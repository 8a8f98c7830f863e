//! The stage: command surface and run lifecycle.

use std::sync::atomic::{AtomicU64, Ordering};
use std::sync::Arc;

use serde::{Deserialize, Serialize};
use tokio::sync::{Notify, RwLock};
use tracing::{debug, info, warn};

use algostage_algorithms::Algorithm;
use algostage_trace::{
    Cancelled, Pacer, RunState, RunStatus, Step, StepContext, TerminalResult, Value,
};

use crate::config::StageConfig;
use crate::dataset;
use crate::error::{Error, Result};

/// Command-side settings, separate from the run state so observers reading
/// the trace never contend with control updates.
struct Control {
    algorithm: Algorithm,
    target: Option<Value>,
    /// Cancellation token of the current (or most recent) run.
    pacer: Option<Pacer>,
}

struct StageShared {
    run: RwLock<RunState>,
    control: RwLock<Control>,
    changed: Notify,
    delay_ms: Arc<AtomicU64>,
    config: StageConfig,
}

/// One interactive algorithm stage.
///
/// A stage holds a dataset, a selected algorithm, and at most one run in
/// flight. Commands (`start`, `reset`, `regenerate`, ...) may arrive from
/// any task at any time; observers follow along through [`snapshot`],
/// [`steps_since`], and [`changed`].
///
/// Cloning is cheap and every clone commands the same stage.
///
/// [`snapshot`]: Stage::snapshot
/// [`steps_since`]: Stage::steps_since
/// [`changed`]: Stage::changed
#[derive(Clone)]
pub struct Stage {
    shared: Arc<StageShared>,
}

/// Point-in-time view of a stage, cheap to serialize for a UI frame.
#[derive(Debug, Clone, Serialize, Deserialize)]
pub struct StageSnapshot {
    pub status: RunStatus,
    pub algorithm: Algorithm,
    pub dataset: Vec<Value>,
    pub target: Option<Value>,
    pub delay_ms: u64,
    /// Indices highlighted by the most recent step.
    pub current_indices: Vec<usize>,
    pub step_count: usize,
    pub last_step: Option<Step>,
    pub result: Option<TerminalResult>,
}

impl Stage {
    /// Create an idle stage with a freshly generated dataset.
    ///
    /// # Panics
    ///
    /// Panics if the configuration is inconsistent: a zero or
    /// over-maximum default size, or an inverted value range.
    pub fn new(config: StageConfig) -> Self {
        assert!(
            config.default_size >= 1 && config.default_size <= config.max_size,
            "default_size {} outside 1..={}",
            config.default_size,
            config.max_size
        );
        assert!(
            config.min_value <= config.max_value,
            "inverted value range {}..={}",
            config.min_value,
            config.max_value
        );

        let initial = dataset::random(&config, config.default_size);
        let delay_ms = Arc::new(AtomicU64::new(config.default_delay_ms));
        Self {
            shared: Arc::new(StageShared {
                run: RwLock::new(RunState::new(initial)),
                control: RwLock::new(Control {
                    algorithm: Algorithm::default(),
                    target: None,
                    pacer: None,
                }),
                changed: Notify::new(),
                delay_ms,
                config,
            }),
        }
    }

    /// Start a run of the selected algorithm over the current dataset.
    ///
    /// Ignored when a run is already in flight. A search with no target
    /// set is rejected before any state changes. The previous run's trace
    /// and result are cleared, so a restart after completion or reset
    /// replays from the dataset as it stands now.
    pub async fn start(&self) -> Result<()> {
        let mut run = self.shared.run.write().await;
        if run.is_running() {
            debug!("Start ignored, a run is already in flight");
            return Ok(());
        }

        let (algorithm, target, pacer) = {
            let mut control = self.shared.control.write().await;
            if control.algorithm.is_search() && control.target.is_none() {
                warn!("{} refused to start without a target", control.algorithm);
                return Err(Error::MissingTarget(control.algorithm.name()));
            }
            let pacer = Pacer::new(Arc::clone(&self.shared.delay_ms));
            control.pacer = Some(pacer.clone());
            (control.algorithm, control.target, pacer)
        };

        run.trace.clear();
        run.result = None;
        run.status = RunStatus::Running;
        let data = run.dataset.clone();
        drop(run);

        info!("{} started over {} values", algorithm, data.len());
        spawn_run(Arc::clone(&self.shared), algorithm, target, data, pacer);
        self.shared.changed.notify_waiters();
        Ok(())
    }

    /// Cancel any run in flight and drop its outputs.
    ///
    /// The stage returns to `Idle` with an empty trace and no result. The
    /// dataset keeps its current contents, including partial mutations
    /// left by an interrupted sort. Idempotent when already idle.
    pub async fn reset(&self) {
        let mut run = self.shared.run.write().await;
        self.cancel_current_run().await;
        run.reset();
        drop(run);
        debug!("Stage reset");
        self.shared.changed.notify_waiters();
    }

    /// Replace the dataset with `size` freshly generated values.
    ///
    /// Cancels any run in flight. When binary search is selected the new
    /// dataset is sorted before it is installed.
    pub async fn regenerate(&self, size: usize) -> Result<()> {
        dataset::validate_size(&self.shared.config, size)?;
        let values = dataset::random(&self.shared.config, size);
        self.install_dataset(values).await;
        info!("Regenerated dataset of {} values", size);
        Ok(())
    }

    /// Replace the dataset with caller-supplied values.
    ///
    /// Invalid input (empty, or larger than the configured maximum) is
    /// rejected and the current dataset stays untouched. Valid input
    /// cancels any run in flight, like [`regenerate`](Stage::regenerate).
    pub async fn submit_custom_dataset(&self, values: Vec<Value>) -> Result<()> {
        dataset::validate_custom(&self.shared.config, &values)?;
        let size = values.len();
        self.install_dataset(values).await;
        info!("Installed custom dataset of {} values", size);
        Ok(())
    }

    /// Select the algorithm for the next run.
    ///
    /// Cancels any run in flight and clears previous outputs. Selecting
    /// binary search sorts the dataset in place so its precondition holds;
    /// selecting a sort clears any leftover search target.
    pub async fn set_algorithm(&self, algorithm: Algorithm) {
        let mut run = self.shared.run.write().await;
        {
            let mut control = self.shared.control.write().await;
            if let Some(pacer) = control.pacer.take() {
                pacer.cancel();
            }
            control.algorithm = algorithm;
            if !algorithm.is_search() {
                control.target = None;
            }
        }
        run.reset();
        if algorithm.requires_sorted() {
            run.dataset.sort_unstable();
        }
        drop(run);
        debug!("Selected {}", algorithm);
        self.shared.changed.notify_waiters();
    }

    /// Set the inter-step delay in milliseconds.
    ///
    /// Takes effect at the run's next suspension point; a step already
    /// sleeping under the old delay finishes that sleep first.
    pub fn set_delay(&self, delay_ms: u64) {
        self.shared.delay_ms.store(delay_ms, Ordering::SeqCst);
        debug!("Inter-step delay set to {}ms", delay_ms);
        self.shared.changed.notify_waiters();
    }

    /// Set the value the next search run looks for.
    ///
    /// # Panics
    ///
    /// Panics if a sort is selected; targets are meaningful only for
    /// searches, and the UI offers the field only then.
    pub async fn set_target(&self, target: Value) {
        let mut control = self.shared.control.write().await;
        assert!(
            control.algorithm.is_search(),
            "set_target with {} selected",
            control.algorithm
        );
        control.target = Some(target);
        drop(control);
        debug!("Search target set to {}", target);
        self.shared.changed.notify_waiters();
    }

    /// Capture a point-in-time view of the stage.
    pub async fn snapshot(&self) -> StageSnapshot {
        let run = self.shared.run.read().await;
        let control = self.shared.control.read().await;
        StageSnapshot {
            status: run.status,
            algorithm: control.algorithm,
            dataset: run.dataset.clone(),
            target: control.target,
            delay_ms: self.shared.delay_ms.load(Ordering::SeqCst),
            current_indices: run.trace.current_indices().to_vec(),
            step_count: run.trace.len(),
            last_step: run.trace.last().cloned(),
            result: run.result,
        }
    }

    /// Every step of the current run so far, in emission order.
    pub async fn history(&self) -> Vec<Step> {
        self.shared.run.read().await.trace.steps().to_vec()
    }

    /// Steps emitted after the given ordinal, for incremental consumers.
    pub async fn steps_since(&self, ordinal: u64) -> Vec<Step> {
        self.shared.run.read().await.trace.steps_since(ordinal).to_vec()
    }

    /// Current lifecycle status.
    pub async fn status(&self) -> RunStatus {
        self.shared.run.read().await.status
    }

    /// Current dataset contents as observers see them.
    pub async fn dataset(&self) -> Vec<Value> {
        self.shared.run.read().await.dataset.clone()
    }

    /// Terminal result of the last completed run, if any.
    pub async fn result(&self) -> Option<TerminalResult> {
        self.shared.run.read().await.result
    }

    /// Currently selected algorithm.
    pub async fn algorithm(&self) -> Algorithm {
        self.shared.control.read().await.algorithm
    }

    /// Current inter-step delay in milliseconds.
    pub fn delay_ms(&self) -> u64 {
        self.shared.delay_ms.load(Ordering::SeqCst)
    }

    /// The configuration this stage was built with.
    pub fn config(&self) -> &StageConfig {
        &self.shared.config
    }

    /// Wait for the next observable change: a step, a status transition,
    /// a dataset swap, or a control update.
    ///
    /// Changes that land while the caller is away are not queued; render
    /// loops re-read a [`snapshot`](Stage::snapshot) after each wakeup.
    pub async fn changed(&self) {
        self.shared.changed.notified().await;
    }

    /// Wait until no run is in flight.
    ///
    /// Returns immediately when the stage is `Idle` or `Completed`.
    pub async fn wait_until_settled(&self) {
        loop {
            let notified = self.shared.changed.notified();
            tokio::pin!(notified);
            // Arm before reading the status, so a transition landing
            // between the read and the await still wakes the loop.
            notified.as_mut().enable();
            if self.shared.run.read().await.status != RunStatus::Running {
                return;
            }
            notified.await;
        }
    }

    /// Trip the current run's token under the already-held run lock.
    async fn cancel_current_run(&self) {
        let mut control = self.shared.control.write().await;
        if let Some(pacer) = control.pacer.take() {
            pacer.cancel();
        }
    }

    /// Cancel any run in flight and install a replacement dataset.
    async fn install_dataset(&self, mut values: Vec<Value>) {
        let mut run = self.shared.run.write().await;
        {
            let control = self.shared.control.read().await;
            if let Some(pacer) = &control.pacer {
                pacer.cancel();
            }
            if control.algorithm.requires_sorted() {
                values.sort_unstable();
            }
        }
        run.replace_dataset(values);
        drop(run);
        self.shared.changed.notify_waiters();
    }
}

impl Default for Stage {
    fn default() -> Self {
        Self::new(StageConfig::default())
    }
}

/// Run the algorithm to completion on its own task and publish the outcome.
///
/// The task owns the working copy; the shared state only ever sees it
/// through `emit`. Cancellation is checked once more under the write lock
/// before publishing, so a reset that raced the final step always wins.
fn spawn_run(
    shared: Arc<StageShared>,
    algorithm: Algorithm,
    target: Option<Value>,
    data: Vec<Value>,
    pacer: Pacer,
) {
    tokio::spawn(async move {
        let mut ctx = StepContext::new(data, &shared.run, &shared.changed, pacer.clone());
        match algorithm.execute(&mut ctx, target).await {
            Ok(result) => {
                let data = ctx.into_data();
                let mut run = shared.run.write().await;
                if pacer.is_cancelled() {
                    debug!("{} finished after cancellation, outcome discarded", algorithm);
                    return;
                }
                run.status = RunStatus::Completed;
                run.dataset = data;
                run.result = Some(result);
                let steps = run.trace.len();
                drop(run);
                shared.changed.notify_waiters();
                info!("{} completed in {} steps: {:?}", algorithm, steps, result);
            }
            Err(Cancelled) => {
                debug!("{} run cancelled", algorithm);
            }
        }
    });
}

□ □ □ □ □

Required work: Look above for the line holding "a control update." and the line holding "notified.as_mut().enable();", then output exactly those two lines and every line between them, nothing more.

Solution to this problem:
    /// a dataset swap, or a control update.
    ///
    /// Changes that land while the caller is away are not queued; render
    /// loops re-read a [`snapshot`](Stage::snapshot) after each wakeup.
    pub async fn changed(&self) {
        self.shared.changed.notified().await;
    }

    /// Wait until no run is in flight.
    ///
    /// Returns immediately when the stage is `Idle` or `Completed`.
    pub async fn wait_until_settled(&self) {
        loop {
            let notified = self.shared.changed.notified();
            tokio::pin!(notified);
            // Arm before reading the status, so a transition landing
            // between the read and the await still wakes the loop.
            notified.as_mut().enable();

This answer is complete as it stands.